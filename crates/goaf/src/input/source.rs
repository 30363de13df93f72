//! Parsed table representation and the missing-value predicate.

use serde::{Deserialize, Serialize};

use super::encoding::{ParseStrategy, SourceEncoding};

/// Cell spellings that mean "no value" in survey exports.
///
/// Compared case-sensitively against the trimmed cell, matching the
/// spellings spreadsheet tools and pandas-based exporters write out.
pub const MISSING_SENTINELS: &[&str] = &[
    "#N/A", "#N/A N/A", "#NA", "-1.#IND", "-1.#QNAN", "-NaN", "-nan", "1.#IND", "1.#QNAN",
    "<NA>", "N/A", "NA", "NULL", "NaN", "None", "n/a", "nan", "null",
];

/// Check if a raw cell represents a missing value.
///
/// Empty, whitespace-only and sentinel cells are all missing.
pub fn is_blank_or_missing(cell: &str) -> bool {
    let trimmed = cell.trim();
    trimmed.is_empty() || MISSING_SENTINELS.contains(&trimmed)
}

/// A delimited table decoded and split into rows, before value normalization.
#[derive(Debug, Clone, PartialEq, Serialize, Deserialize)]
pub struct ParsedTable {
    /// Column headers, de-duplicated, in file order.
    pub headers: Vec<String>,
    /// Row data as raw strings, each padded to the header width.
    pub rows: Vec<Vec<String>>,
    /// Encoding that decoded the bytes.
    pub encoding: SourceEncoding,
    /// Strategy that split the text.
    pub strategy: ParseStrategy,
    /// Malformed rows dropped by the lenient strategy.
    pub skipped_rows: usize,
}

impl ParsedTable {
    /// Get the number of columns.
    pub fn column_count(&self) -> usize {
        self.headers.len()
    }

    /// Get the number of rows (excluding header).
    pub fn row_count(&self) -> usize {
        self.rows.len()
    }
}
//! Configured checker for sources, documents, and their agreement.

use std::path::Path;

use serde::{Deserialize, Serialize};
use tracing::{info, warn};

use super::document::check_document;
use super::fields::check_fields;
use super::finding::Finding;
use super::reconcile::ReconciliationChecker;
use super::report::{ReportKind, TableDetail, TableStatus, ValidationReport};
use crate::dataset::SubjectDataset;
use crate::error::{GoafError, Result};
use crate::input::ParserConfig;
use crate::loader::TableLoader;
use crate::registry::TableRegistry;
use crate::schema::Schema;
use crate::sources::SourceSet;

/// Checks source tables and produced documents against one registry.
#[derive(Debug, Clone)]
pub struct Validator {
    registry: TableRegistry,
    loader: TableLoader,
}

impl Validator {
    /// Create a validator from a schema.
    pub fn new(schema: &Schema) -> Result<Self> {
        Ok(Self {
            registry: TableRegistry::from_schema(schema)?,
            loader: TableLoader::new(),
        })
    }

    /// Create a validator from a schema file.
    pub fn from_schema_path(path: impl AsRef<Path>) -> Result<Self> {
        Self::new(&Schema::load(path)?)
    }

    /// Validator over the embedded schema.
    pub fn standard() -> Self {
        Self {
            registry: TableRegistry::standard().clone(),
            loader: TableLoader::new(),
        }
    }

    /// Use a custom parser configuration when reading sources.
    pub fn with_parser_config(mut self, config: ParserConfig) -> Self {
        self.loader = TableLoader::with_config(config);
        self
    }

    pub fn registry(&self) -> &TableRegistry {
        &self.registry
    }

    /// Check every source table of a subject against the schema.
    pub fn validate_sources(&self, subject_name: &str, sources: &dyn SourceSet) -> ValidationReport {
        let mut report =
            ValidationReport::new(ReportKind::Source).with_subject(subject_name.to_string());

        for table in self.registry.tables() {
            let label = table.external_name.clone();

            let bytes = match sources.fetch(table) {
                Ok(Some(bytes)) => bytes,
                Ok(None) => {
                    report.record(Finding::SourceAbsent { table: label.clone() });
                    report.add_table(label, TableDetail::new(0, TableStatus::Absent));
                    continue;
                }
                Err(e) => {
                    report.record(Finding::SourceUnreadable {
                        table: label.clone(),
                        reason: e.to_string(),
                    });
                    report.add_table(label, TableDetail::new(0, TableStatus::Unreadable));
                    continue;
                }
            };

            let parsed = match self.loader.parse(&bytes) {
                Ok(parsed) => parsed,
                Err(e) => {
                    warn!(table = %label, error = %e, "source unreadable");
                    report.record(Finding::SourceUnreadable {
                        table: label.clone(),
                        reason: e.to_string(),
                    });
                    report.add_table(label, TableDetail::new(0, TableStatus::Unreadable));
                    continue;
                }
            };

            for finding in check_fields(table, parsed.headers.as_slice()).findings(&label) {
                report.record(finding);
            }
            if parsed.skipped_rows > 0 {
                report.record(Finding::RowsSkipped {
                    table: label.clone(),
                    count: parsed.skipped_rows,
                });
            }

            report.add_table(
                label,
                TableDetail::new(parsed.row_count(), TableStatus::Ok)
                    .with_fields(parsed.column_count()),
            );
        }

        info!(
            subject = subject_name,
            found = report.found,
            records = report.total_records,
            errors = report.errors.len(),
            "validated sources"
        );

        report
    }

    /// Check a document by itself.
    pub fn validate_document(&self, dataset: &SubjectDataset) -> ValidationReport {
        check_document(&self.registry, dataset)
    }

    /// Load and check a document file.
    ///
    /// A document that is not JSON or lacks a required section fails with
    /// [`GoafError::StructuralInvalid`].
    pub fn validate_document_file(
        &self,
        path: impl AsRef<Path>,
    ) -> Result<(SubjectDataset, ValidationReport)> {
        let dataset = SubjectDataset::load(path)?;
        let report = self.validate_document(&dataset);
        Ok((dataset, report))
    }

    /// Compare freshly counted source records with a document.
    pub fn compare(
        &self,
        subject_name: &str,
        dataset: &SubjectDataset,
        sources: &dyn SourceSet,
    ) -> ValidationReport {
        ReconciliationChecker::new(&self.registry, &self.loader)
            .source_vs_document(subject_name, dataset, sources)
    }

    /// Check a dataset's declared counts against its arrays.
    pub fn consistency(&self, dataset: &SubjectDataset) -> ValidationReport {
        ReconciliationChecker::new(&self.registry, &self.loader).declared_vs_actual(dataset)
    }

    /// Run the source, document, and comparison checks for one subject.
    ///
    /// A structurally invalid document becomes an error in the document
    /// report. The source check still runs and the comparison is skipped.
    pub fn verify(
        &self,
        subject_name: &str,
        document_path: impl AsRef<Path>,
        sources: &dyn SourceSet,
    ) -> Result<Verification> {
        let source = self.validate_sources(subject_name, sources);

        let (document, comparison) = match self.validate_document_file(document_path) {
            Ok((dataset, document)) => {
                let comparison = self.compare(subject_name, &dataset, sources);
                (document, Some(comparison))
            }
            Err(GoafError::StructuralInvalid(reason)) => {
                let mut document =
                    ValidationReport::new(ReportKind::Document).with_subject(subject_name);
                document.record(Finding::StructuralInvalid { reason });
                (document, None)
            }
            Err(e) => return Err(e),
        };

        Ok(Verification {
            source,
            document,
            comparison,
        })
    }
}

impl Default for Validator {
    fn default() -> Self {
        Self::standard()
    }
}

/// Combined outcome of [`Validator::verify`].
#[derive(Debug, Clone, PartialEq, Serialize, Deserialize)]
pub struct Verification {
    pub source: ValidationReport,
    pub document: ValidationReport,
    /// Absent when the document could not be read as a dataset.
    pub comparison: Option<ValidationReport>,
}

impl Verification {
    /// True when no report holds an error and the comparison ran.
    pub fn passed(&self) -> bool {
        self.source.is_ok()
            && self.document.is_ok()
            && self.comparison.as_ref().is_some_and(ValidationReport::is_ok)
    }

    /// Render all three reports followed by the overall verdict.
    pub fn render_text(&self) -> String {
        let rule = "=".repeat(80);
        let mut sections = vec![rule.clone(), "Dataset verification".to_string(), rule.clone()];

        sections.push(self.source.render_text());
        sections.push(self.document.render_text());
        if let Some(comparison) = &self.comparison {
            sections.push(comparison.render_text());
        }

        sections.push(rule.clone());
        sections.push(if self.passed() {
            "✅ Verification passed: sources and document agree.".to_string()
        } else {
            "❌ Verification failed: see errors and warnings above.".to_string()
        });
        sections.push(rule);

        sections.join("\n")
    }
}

════

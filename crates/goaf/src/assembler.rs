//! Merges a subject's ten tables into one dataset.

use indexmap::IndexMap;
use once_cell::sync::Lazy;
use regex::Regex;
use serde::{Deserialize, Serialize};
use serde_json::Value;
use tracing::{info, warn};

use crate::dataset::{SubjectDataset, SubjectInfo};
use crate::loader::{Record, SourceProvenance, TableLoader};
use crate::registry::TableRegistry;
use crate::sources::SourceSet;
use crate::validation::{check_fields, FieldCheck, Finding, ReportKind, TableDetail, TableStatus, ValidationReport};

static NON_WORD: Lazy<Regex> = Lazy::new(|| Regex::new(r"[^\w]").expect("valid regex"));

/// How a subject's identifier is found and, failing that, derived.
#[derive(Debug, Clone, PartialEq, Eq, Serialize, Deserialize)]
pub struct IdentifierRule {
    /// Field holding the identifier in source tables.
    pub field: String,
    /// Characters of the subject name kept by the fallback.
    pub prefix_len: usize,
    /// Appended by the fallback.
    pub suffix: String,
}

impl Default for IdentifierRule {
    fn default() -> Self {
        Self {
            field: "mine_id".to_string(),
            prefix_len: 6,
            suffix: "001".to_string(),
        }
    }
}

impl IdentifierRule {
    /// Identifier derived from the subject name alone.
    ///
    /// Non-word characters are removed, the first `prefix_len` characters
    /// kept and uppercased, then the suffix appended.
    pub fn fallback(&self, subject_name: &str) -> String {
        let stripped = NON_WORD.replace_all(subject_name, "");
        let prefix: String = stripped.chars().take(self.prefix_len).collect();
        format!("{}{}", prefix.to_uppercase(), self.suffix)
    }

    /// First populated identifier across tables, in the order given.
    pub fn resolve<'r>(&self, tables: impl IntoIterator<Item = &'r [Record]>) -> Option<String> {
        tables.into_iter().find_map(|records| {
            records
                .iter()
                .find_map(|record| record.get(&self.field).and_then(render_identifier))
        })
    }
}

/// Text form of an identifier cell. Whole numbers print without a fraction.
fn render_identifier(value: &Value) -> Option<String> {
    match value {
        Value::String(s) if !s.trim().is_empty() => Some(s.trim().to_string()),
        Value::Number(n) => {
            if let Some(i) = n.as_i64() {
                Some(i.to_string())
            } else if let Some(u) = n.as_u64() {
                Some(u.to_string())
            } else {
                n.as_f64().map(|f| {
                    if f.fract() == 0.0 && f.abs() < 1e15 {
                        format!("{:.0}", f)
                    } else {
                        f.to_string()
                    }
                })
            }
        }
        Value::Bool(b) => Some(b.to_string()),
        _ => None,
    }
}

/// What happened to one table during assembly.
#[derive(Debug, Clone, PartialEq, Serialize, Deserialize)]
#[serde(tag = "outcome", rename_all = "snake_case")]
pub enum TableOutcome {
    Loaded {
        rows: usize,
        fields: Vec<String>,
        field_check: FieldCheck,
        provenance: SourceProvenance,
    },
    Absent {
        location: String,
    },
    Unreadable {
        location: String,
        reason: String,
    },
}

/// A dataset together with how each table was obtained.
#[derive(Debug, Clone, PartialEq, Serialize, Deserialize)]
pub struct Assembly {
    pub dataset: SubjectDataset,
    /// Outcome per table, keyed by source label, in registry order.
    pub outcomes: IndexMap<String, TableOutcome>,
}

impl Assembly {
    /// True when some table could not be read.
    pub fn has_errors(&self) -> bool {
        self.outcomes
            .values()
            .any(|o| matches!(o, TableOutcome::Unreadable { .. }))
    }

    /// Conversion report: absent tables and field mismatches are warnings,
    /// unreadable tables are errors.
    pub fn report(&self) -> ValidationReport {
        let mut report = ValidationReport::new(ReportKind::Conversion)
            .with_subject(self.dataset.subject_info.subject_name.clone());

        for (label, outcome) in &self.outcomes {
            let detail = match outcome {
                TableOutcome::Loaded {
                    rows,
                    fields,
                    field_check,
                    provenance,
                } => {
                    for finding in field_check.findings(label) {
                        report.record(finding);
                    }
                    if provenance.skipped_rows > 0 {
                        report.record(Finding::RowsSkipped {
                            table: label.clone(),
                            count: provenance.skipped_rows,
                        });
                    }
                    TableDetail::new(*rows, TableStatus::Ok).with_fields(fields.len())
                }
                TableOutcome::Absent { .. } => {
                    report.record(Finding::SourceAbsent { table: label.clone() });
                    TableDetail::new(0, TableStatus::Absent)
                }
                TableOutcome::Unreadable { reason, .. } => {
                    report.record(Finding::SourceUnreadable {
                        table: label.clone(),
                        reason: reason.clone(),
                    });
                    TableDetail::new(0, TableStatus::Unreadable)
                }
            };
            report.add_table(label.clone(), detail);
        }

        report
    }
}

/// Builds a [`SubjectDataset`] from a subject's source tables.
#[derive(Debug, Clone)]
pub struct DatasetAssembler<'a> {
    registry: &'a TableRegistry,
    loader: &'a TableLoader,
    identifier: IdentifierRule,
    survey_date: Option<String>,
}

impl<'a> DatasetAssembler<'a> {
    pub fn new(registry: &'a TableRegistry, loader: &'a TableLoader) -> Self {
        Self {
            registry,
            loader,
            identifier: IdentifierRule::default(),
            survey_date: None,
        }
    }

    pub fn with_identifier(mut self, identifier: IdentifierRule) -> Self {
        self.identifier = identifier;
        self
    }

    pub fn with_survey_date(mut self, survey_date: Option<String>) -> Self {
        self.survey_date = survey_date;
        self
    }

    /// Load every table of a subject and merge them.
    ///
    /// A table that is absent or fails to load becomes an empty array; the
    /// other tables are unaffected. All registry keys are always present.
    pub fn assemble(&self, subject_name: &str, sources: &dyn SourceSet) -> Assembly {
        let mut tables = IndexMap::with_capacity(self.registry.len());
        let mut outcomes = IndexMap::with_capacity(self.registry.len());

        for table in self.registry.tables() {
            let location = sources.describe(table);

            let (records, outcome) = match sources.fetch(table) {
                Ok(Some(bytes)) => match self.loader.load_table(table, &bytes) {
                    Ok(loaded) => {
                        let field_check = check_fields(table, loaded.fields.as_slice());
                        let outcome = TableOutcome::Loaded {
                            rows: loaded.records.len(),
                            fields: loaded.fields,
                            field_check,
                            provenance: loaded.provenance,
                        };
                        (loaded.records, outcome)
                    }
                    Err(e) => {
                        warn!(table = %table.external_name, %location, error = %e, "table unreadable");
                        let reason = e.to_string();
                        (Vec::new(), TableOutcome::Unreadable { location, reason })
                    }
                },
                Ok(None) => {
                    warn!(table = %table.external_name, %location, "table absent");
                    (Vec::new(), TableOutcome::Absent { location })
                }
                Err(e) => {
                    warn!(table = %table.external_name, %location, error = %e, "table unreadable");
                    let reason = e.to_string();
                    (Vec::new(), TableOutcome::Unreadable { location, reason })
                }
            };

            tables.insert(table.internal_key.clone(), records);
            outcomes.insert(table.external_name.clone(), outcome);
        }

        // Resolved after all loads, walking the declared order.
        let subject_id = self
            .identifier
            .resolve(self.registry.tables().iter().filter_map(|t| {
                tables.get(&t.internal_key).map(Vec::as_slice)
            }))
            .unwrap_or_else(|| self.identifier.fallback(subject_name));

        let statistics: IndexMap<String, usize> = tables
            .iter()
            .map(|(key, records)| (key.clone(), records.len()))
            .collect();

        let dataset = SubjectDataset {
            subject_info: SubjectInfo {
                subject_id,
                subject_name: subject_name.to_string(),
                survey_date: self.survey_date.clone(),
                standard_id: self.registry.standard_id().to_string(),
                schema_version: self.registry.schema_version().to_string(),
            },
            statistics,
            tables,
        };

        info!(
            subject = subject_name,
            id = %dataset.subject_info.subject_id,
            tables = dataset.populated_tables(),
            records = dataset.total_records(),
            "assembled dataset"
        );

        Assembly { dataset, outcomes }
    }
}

════

With the line holding "filename crates/goaf/src/assembler.rs" as the first and the line holding "static NON_WORD: Lazy<Regex>" as the last, please transcribe exactly the lines of the material above in that range and nothing else.

filename crates/goaf/src/assembler.rs
//! Merges a subject's ten tables into one dataset.

use indexmap::IndexMap;
use once_cell::sync::Lazy;
use regex::Regex;
use serde::{Deserialize, Serialize};
use serde_json::Value;
use tracing::{info, warn};

use crate::dataset::{SubjectDataset, SubjectInfo};
use crate::loader::{Record, SourceProvenance, TableLoader};
use crate::registry::TableRegistry;
use crate::sources::SourceSet;
use crate::validation::{check_fields, FieldCheck, Finding, ReportKind, TableDetail, TableStatus, ValidationReport};

static NON_WORD: Lazy<Regex> = Lazy::new(|| Regex::new(r"[^\w]").expect("valid regex"));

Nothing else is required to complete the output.